(Collected data)
>>>
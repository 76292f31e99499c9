// Copyright (c) 2024-2026 Martin Schröder <info@swedishembedded.com>
//
// SPDX-License-Identifier: MIT
use std::str::FromStr;
use std::sync::OnceLock;

use regex::Regex;
use serde::{Deserialize, Serialize};

use crate::error::StoreError;

/// Where a large result physically lives.
#[derive(Debug, Clone, Copy, PartialEq, Eq, Serialize, Deserialize)]
#[serde(rename_all = "UPPERCASE")]
pub enum StorageLocation {
    Memory,
    Disk,
    Database,
}

impl std::fmt::Display for StorageLocation {
    fn fmt(&self, f: &mut std::fmt::Formatter<'_>) -> std::fmt::Result {
        match self {
            StorageLocation::Memory => write!(f, "MEMORY"),
            StorageLocation::Disk => write!(f, "DISK"),
            StorageLocation::Database => write!(f, "DATABASE"),
        }
    }
}

impl FromStr for StorageLocation {
    type Err = String;

    fn from_str(s: &str) -> Result<Self, Self::Err> {
        match s.to_ascii_uppercase().as_str() {
            "MEMORY" => Ok(StorageLocation::Memory),
            "DISK" => Ok(StorageLocation::Disk),
            "DATABASE" => Ok(StorageLocation::Database),
            other => Err(format!("unknown storage location: {other}")),
        }
    }
}

/// Opaque handle to large tool output stored out-of-band.
///
/// Wire format: `DataRef[<id>, <LOCATION>, <size_bytes>]`.  The parser
/// tolerates extra whitespace and surplus commas; a string without the
/// `DataRef[...]` wrapper is treated as a bare id living in `MEMORY`.
#[derive(Debug, Clone, PartialEq, Eq, Serialize, Deserialize)]
pub struct DataRef {
    pub id: String,
    pub location: StorageLocation,
    pub size_bytes: u64,
}

impl DataRef {
    pub fn new(id: impl Into<String>, location: StorageLocation, size_bytes: u64) -> Self {
        Self {
            id: id.into(),
            location,
            size_bytes,
        }
    }

    /// Parse the wire format; a bare id falls back to `MEMORY` / size 0.
    pub fn parse(s: &str) -> Result<Self, StoreError> {
        static RE: OnceLock<Regex> = OnceLock::new();
        let re = RE.get_or_init(|| {
            Regex::new(
                r"^\s*DataRef\[\s*,*\s*([^,\[\]\s]+)\s*,+\s*([A-Za-z]+)\s*,+\s*(\d+)\s*,*\s*\]\s*$",
            )
            .expect("DataRef regex is valid")
        });

        let trimmed = s.trim();
        if trimmed.is_empty() {
            return Err(StoreError::InvalidInput("empty reference".into()));
        }
        if let Some(caps) = re.captures(trimmed) {
            let location: StorageLocation = caps[2]
                .parse()
                .map_err(StoreError::InvalidInput)?;
            let size_bytes: u64 = caps[3]
                .parse()
                .map_err(|_| StoreError::InvalidInput(format!("bad size in reference: {s}")))?;
            return Ok(Self {
                id: caps[1].to_string(),
                location,
                size_bytes,
            });
        }
        if trimmed.starts_with("DataRef[") {
            return Err(StoreError::InvalidInput(format!(
                "malformed DataRef: {trimmed}"
            )));
        }
        // Bare id with the MEMORY default
        Ok(Self {
            id: trimmed.to_string(),
            location: StorageLocation::Memory,
            size_bytes: 0,
        })
    }
}

impl std::fmt::Display for DataRef {
    fn fmt(&self, f: &mut std::fmt::Formatter<'_>) -> std::fmt::Result {
        write!(f, "DataRef[{}, {}, {}]", self.id, self.location, self.size_bytes)
    }
}

// ─── Unit tests ──────────────────────────────────────────────────────────────

#[cfg(test)]
mod tests {
    use super::*;

    #[test]
    fn format_and_parse_round_trip() {
        let r = DataRef::new("ref_42", StorageLocation::Disk, 1024);
        let s = r.to_string();
        assert_eq!(s, "DataRef[ref_42, DISK, 1024]");
        assert_eq!(DataRef::parse(&s).unwrap(), r);
    }

    #[test]
    fn parse_tolerates_extra_whitespace() {
        let r = DataRef::parse("  DataRef[  ref_1 ,  MEMORY ,  5 ]  ").unwrap();
        assert_eq!(r.id, "ref_1");
        assert_eq!(r.location, StorageLocation::Memory);
        assert_eq!(r.size_bytes, 5);
    }

    #[test]
    fn parse_tolerates_surplus_commas() {
        let r = DataRef::parse("DataRef[ref_1,, DATABASE,, 9,]").unwrap();
        assert_eq!(r.location, StorageLocation::Database);
        assert_eq!(r.size_bytes, 9);
    }

    #[test]
    fn parse_location_is_case_insensitive() {
        let r = DataRef::parse("DataRef[x, disk, 1]").unwrap();
        assert_eq!(r.location, StorageLocation::Disk);
    }

    #[test]
    fn bare_id_defaults_to_memory() {
        let r = DataRef::parse("ref_7").unwrap();
        assert_eq!(r.id, "ref_7");
        assert_eq!(r.location, StorageLocation::Memory);
        assert_eq!(r.size_bytes, 0);
    }

    #[test]
    fn empty_string_is_invalid() {
        assert!(DataRef::parse("   ").is_err());
    }

    #[test]
    fn malformed_wrapper_is_invalid() {
        let err = DataRef::parse("DataRef[only_id]").unwrap_err();
        assert_eq!(err.kind(), "invalid_input");
    }

    #[test]
    fn unknown_location_is_invalid() {
        assert!(DataRef::parse("DataRef[x, CLOUD, 1]").is_err());
    }

    #[test]
    fn location_serialises_uppercase() {
        assert_eq!(
            serde_json::to_string(&StorageLocation::Memory).unwrap(),
            "\"MEMORY\""
        );
    }
}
<<<
» Task directions
From the data above, state how many lines contain the string "OnceLock", offering no other words.

» Task solution
2